The Computer Science course at Cambridge is more theoretical than at other universities. If you study Engineering, you can choose to specialise in “information engineering” in later years, which is more applied, although the Computer Science course still teaches you the skills most employers look for: programming, presenting your work,and you might even work with a company in your third year. If you want to go on to further study (such as a PhD), then you’ll need to do a Master’s because this gives you experience of completing an independent research project. The Master’s course is heavily research based in that you have to write a dissertation, which leads naturally into more substantial projects such as a PhD.
I chose Natural Sciences (Physical) because I liked the freedom to take combinations of subjects. I really had no idea which parts of science I liked most, so it was nice to be able to take Physics, Chemistry, Maths and Earth Sciences (which I took on a bit of a whim) in the first year. Most universities make you choose one, so if you find out that you don’t like a subject, it’s harder to switch. You might find that you really like something you’ve never considered before. For example, I realised that I loved Earth Sciences, and I ended up spending half of my second year taking it!

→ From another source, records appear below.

pub mod health;

use axum::{
    routing::{get, post},
    Router,
};

use crate::interview::handlers as interview_handlers;
use crate::report::handlers as report_handlers;
use crate::state::AppState;

pub fn build_router(state: AppState) -> Router {
    Router::new()
        .route("/health", get(health::health_handler))
        // Interview definitions (credit-gated creation)
        .route(
            "/api/v1/interviews",
            post(interview_handlers::handle_create_interview)
                .get(interview_handlers::handle_list_interviews),
        )
        .route(
            "/api/v1/interviews/:id",
            get(interview_handlers::handle_get_interview),
        )
        // Live interview sessions
        .route(
            "/api/v1/interviews/session/start",
            post(interview_handlers::handle_start_session),
        )
        .route(
            "/api/v1/interviews/session/turn",
            post(interview_handlers::handle_turn),
        )
        // Evaluation reports
        .route(
            "/api/v1/interviews/:id/report",
            get(report_handlers::handle_get_report),
        )
        .with_state(state)
}
//! Report Synthesizer — one cached evaluation report per interview.

pub mod handlers;
pub mod prompts;
pub mod synthesizer;
use axum::{
    extract::{Path, Query, State},
    Json,
};
use serde::{Deserialize, Serialize};
use uuid::Uuid;

use crate::errors::AppError;
use crate::interview::engine::conduct_turn;
use crate::interview::session::SessionSnapshot;
use crate::interview::store::{
    create_interview, get_interview, list_interviews, CreatedInterview, NewInterview,
    PgDefinitionStore,
};
use crate::models::interview::InterviewRow;
use crate::state::AppState;
use crate::transcript::{self, NewTranscriptEntry};

#[derive(Deserialize)]
pub struct CreateInterviewRequest {
    pub owner_id: Uuid,
    pub job_position: String,
    pub job_description: String,
    pub duration_minutes: i32,
    #[serde(default)]
    pub types: Vec<String>,
    pub questions: Vec<String>,
}

/// POST /api/v1/interviews
pub async fn handle_create_interview(
    State(state): State<AppState>,
    Json(req): Json<CreateInterviewRequest>,
) -> Result<Json<CreatedInterview>, AppError> {
    let store = PgDefinitionStore::new(state.db.clone());
    let created = create_interview(
        &store,
        NewInterview {
            owner_id: req.owner_id,
            job_position: req.job_position,
            job_description: req.job_description,
            duration_minutes: req.duration_minutes,
            types: req.types,
            questions: req.questions,
        },
    )
    .await?;
    Ok(Json(created))
}

/// GET /api/v1/interviews/:id
pub async fn handle_get_interview(
    State(state): State<AppState>,
    Path(id): Path<Uuid>,
) -> Result<Json<InterviewRow>, AppError> {
    let interview = get_interview(&state.db, id)
        .await?
        .ok_or_else(|| AppError::NotFound(format!("Interview {id} not found")))?;
    Ok(Json(interview))
}

#[derive(Deserialize)]
pub struct OwnerIdQuery {
    pub owner_id: Uuid,
}

/// GET /api/v1/interviews
pub async fn handle_list_interviews(
    State(state): State<AppState>,
    Query(params): Query<OwnerIdQuery>,
) -> Result<Json<Vec<InterviewRow>>, AppError> {
    Ok(Json(list_interviews(&state.db, params.owner_id).await?))
}

#[derive(Deserialize)]
pub struct StartSessionRequest {
    pub session_id: String,
    #[serde(default)]
    pub questions: Vec<String>,
}

/// POST /api/v1/interviews/session/start
///
/// Creates the session, or resumes an existing one unchanged (a reconnect
/// must never reset interview progress).
pub async fn handle_start_session(
    State(state): State<AppState>,
    Json(req): Json<StartSessionRequest>,
) -> Result<Json<SessionSnapshot>, AppError> {
    if req.session_id.trim().is_empty() {
        return Err(AppError::Validation(
            "session_id must not be empty".to_string(),
        ));
    }
    let snapshot = state.sessions.start(&req.session_id, req.questions).await;
    Ok(Json(snapshot))
}

#[derive(Deserialize)]
pub struct TurnRequest {
    pub session_id: String,
    pub utterance: String,
    pub time_label: String,
    pub candidate_name: String,
    pub candidate_email: String,
}

#[derive(Serialize)]
pub struct TurnResponse {
    pub visible_reply: String,
    pub cursor: usize,
}

/// POST /api/v1/interviews/session/turn
///
/// Conducts one turn and appends it to the transcript. The append runs as the
/// engine's record step, inside the session lock, and only after a fully
/// successful turn: a failed generation call leaves both the session and the
/// transcript untouched, and overlapping retries cannot reorder entries.
pub async fn handle_turn(
    State(state): State<AppState>,
    Json(req): Json<TurnRequest>,
) -> Result<Json<TurnResponse>, AppError> {
    if req.session_id.trim().is_empty() {
        return Err(AppError::Validation(
            "session_id must not be empty".to_string(),
        ));
    }
    if req.utterance.trim().is_empty() {
        return Err(AppError::Validation(
            "utterance must not be empty".to_string(),
        ));
    }

    let db = state.db.clone();
    let req_ref = &req;
    let outcome = conduct_turn(
        &state.sessions,
        state.llm.as_ref(),
        &req.session_id,
        &req.utterance,
        move |outcome| async move {
            transcript::append_entry(
                &db,
                &req_ref.session_id,
                &req_ref.candidate_name,
                &req_ref.candidate_email,
                NewTranscriptEntry {
                    time_label: &req_ref.time_label,
                    user_text: &req_ref.utterance,
                    ai_text: &outcome.visible_reply,
                },
            )
            .await?;
            Ok(outcome)
        },
    )
    .await?;

    Ok(Json(TurnResponse {
        visible_reply: outcome.visible_reply,
        cursor: outcome.cursor,
    }))
}
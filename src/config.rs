//! Backend configuration
//!
//! Settings are read from `config/fees.toml` when present and overridden by
//! `FEES__*` environment variables, e.g. `FEES__BACKEND__BASE_URL`.

use config::{Config, ConfigError, Environment, File};
use serde::Deserialize;
use std::path::Path;
use std::time::Duration;
use tracing::warn;

/// Default location of the configuration file
pub const CONFIG_FILE: &str = "config/fees.toml";

#[derive(Debug, Clone, Default, Deserialize)]
pub struct FeesConfig {
    #[serde(default)]
    pub backend: BackendConfig,
}

#[derive(Debug, Clone, Deserialize)]
pub struct BackendConfig {
    #[serde(default = "default_base_url")]
    pub base_url: String,
    #[serde(default = "default_timeout_seconds")]
    pub timeout_seconds: u64,
}

fn default_base_url() -> String {
    "http://localhost:8080/api".to_string()
}

fn default_timeout_seconds() -> u64 {
    30
}

impl Default for BackendConfig {
    fn default() -> Self {
        Self {
            base_url: default_base_url(),
            timeout_seconds: default_timeout_seconds(),
        }
    }
}

impl BackendConfig {
    pub fn timeout(&self) -> Duration {
        Duration::from_secs(self.timeout_seconds)
    }
}

fn environment() -> Environment {
    Environment::with_prefix("FEES")
        .separator("__")
        .try_parsing(true)
}

impl FeesConfig {
    /// Load the configuration from [`CONFIG_FILE`], falling back to env vars
    pub fn load() -> Result<Self, ConfigError> {
        Self::load_from(CONFIG_FILE)
    }

    /// Load the configuration from a specific file, falling back to env vars
    pub fn load_from(path: &str) -> Result<Self, ConfigError> {
        let settings = match Config::builder()
            .add_source(File::with_name(path).required(false))
            .add_source(environment())
            .build()
        {
            Ok(settings) => settings,
            Err(err) => {
                if Path::new(path).exists() {
                    warn!(path, error = %err, "failed to load config file, falling back to env");
                }
                Config::builder()
                    .add_source(environment())
                    .build()
                    .map_err(|env_err| {
                        ConfigError::Message(format!(
                            "Failed to load configuration from file and env: {}, then env-only error: {}",
                            err, env_err
                        ))
                    })?
            }
        };

        settings.try_deserialize::<FeesConfig>()
    }
}

#[cfg(test)]
mod tests {
    use super::*;
    use std::io::Write;

    #[test]
    fn test_defaults_without_file() {
        let config = FeesConfig::load_from("config/does-not-exist.toml").unwrap();
        assert_eq!(config.backend.base_url, "http://localhost:8080/api");
        assert_eq!(config.backend.timeout(), Duration::from_secs(30));
    }

    #[test]
    fn test_load_from_file() {
        let path = std::env::temp_dir().join(format!("fees-config-{}.toml", std::process::id()));
        let mut file = std::fs::File::create(&path).unwrap();
        writeln!(
            file,
            "[backend]\nbase_url = \"http://school.example:9000/api\"\ntimeout_seconds = 5"
        )
        .unwrap();

        let config = FeesConfig::load_from(path.to_str().unwrap()).unwrap();
        assert_eq!(config.backend.base_url, "http://school.example:9000/api");
        assert_eq!(config.backend.timeout_seconds, 5);

        std::fs::remove_file(&path).unwrap();
    }
}
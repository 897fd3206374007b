//! Main fee desk that coordinates statements and payments

use bigdecimal::BigDecimal;

use crate::desk::{PaymentManager, StatementLoader};
use crate::reconciliation::ReconciliationEngine;
use crate::traits::*;
use crate::types::*;
use crate::utils::validate_positive_amount;

/// Entry point for the fee screens: load statements, take payments
pub struct FeeDesk<B: FeeBackend> {
    statements: StatementLoader<B>,
    payments: PaymentManager<B>,
}

impl<B: FeeBackend + Clone> FeeDesk<B> {
    /// Create a fee desk over the given backend
    pub fn new(backend: B) -> Self {
        Self::with_engine(backend, ReconciliationEngine::new())
    }

    /// Create a fee desk with a custom reconciliation engine
    pub fn with_engine(backend: B, engine: ReconciliationEngine) -> Self {
        Self {
            statements: StatementLoader::with_engine(backend.clone(), engine),
            payments: PaymentManager::new(backend),
        }
    }

    /// Load the reconciled fee statement for a student in a session
    pub async fn load_statement(&self, context: &ReconciliationContext) -> FeeResult<FeeStatement> {
        self.statements.load(context).await
    }

    /// Reconcile already-fetched records with this desk's engine
    pub fn reconcile(
        &self,
        fees: &[FeeObligation],
        transactions: &[TransactionRecord],
    ) -> Reconciliation {
        self.statements.engine().reconcile(fees, transactions)
    }

    /// Pay `amount` towards a fee
    ///
    /// The remaining balance is recomputed from a fresh statement, so the
    /// check always sees payments made since the caller last looked. Callers
    /// reload the statement afterwards to see the new totals.
    pub async fn submit_payment(
        &self,
        context: &ReconciliationContext,
        fee: &FeeObligation,
        amount: BigDecimal,
    ) -> FeeResult<TransactionRecord> {
        validate_positive_amount(&amount)?;

        let statement = self.load_statement(context).await?;
        let current = Self::current_fee(&statement, &fee.fee_id)?;
        self.payments.submit(context, current, amount).await
    }

    /// Pay off whatever remains on a fee
    ///
    /// The payment references the fee, so afterwards the fee only counts its
    /// linked payments. A fee covered so far by a proportional share is
    /// therefore paid in full, and that share stops counting towards it.
    pub async fn mark_paid(
        &self,
        context: &ReconciliationContext,
        fee: &FeeObligation,
    ) -> FeeResult<TransactionRecord> {
        let statement = self.load_statement(context).await?;
        let current = Self::current_fee(&statement, &fee.fee_id)?;
        self.payments.settle(context, current).await
    }

    fn current_fee<'a>(statement: &'a FeeStatement, fee_id: &FeeId) -> FeeResult<&'a ReconciledFee> {
        statement.fee(fee_id).ok_or_else(|| {
            FeeError::Validation(format!(
                "Fee {} not found for student {}",
                fee_id, statement.context.student_id
            ))
        })
    }
}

The process of changing courses depends a lot on the courses in question. Some of them are quite ‘standard’ swaps (quite a fewpeople swap from Natural Sciences to Mathematics, or vice-versa). For these swaps, you first need to ask your Director of Studies (DoS, the person who is in charge of coordinating your subject at your college). When you swap courses (or “change tripos”), you’re starting the subject from scratch, whilst everyone else has been studying for at least a year - it means that you need to demonstrate that you will be able to cope with the material. They might set conditions; you might need to do well in the exams, or do a lot of reading over the summer to catch up.
Swapping to Computer Science is fourth year is a bit trickier. I had to ask my Tutor (who is the academic in charge of your pastoral needs), who then arranged a meeting with the Computer Science DoS at Christ’s. As with any other swap, I had to explain why I wanted to change, and why I thought this wasn’t a terrible idea. Having met with the DoS, he agreed that he was happy with the idea and applied to the Department of Computer Science. Though the Department wasn’t keen initially (some departments are less open to swapping), once I’d got the grades I needed they couldn’t actually stop me from changing!
Why did you choose Christ’s?
I couldn’t visit Christ’s before applying, so I chose Christ’s based purely on a list of pros and cons which I found on The Student Room. I didn’t want my College to be too small, but I also didn’t want it to be enormous, which left me choosing between Pembroke and Christ’s. I’m glad I chose Christ’s in the end, but I’ve visited most of the other Colleges for supervisions, meeting friends, or just to explore, and I’m sure I’d have been just as happy at most of them!
When applying, I knew that your College was where you lived and worked, but it’s actually much more. Your College gives you a sense of identity, a team to root for and a group of people you can sit next to in lectures - it’s just a nice place to call yours.
"Your College gives you a sense of identity, a team to root for and a group of people you can sit next to in lectures - it’s just a nice place to call yours."
What advice would you give students considering applying to study your subjects?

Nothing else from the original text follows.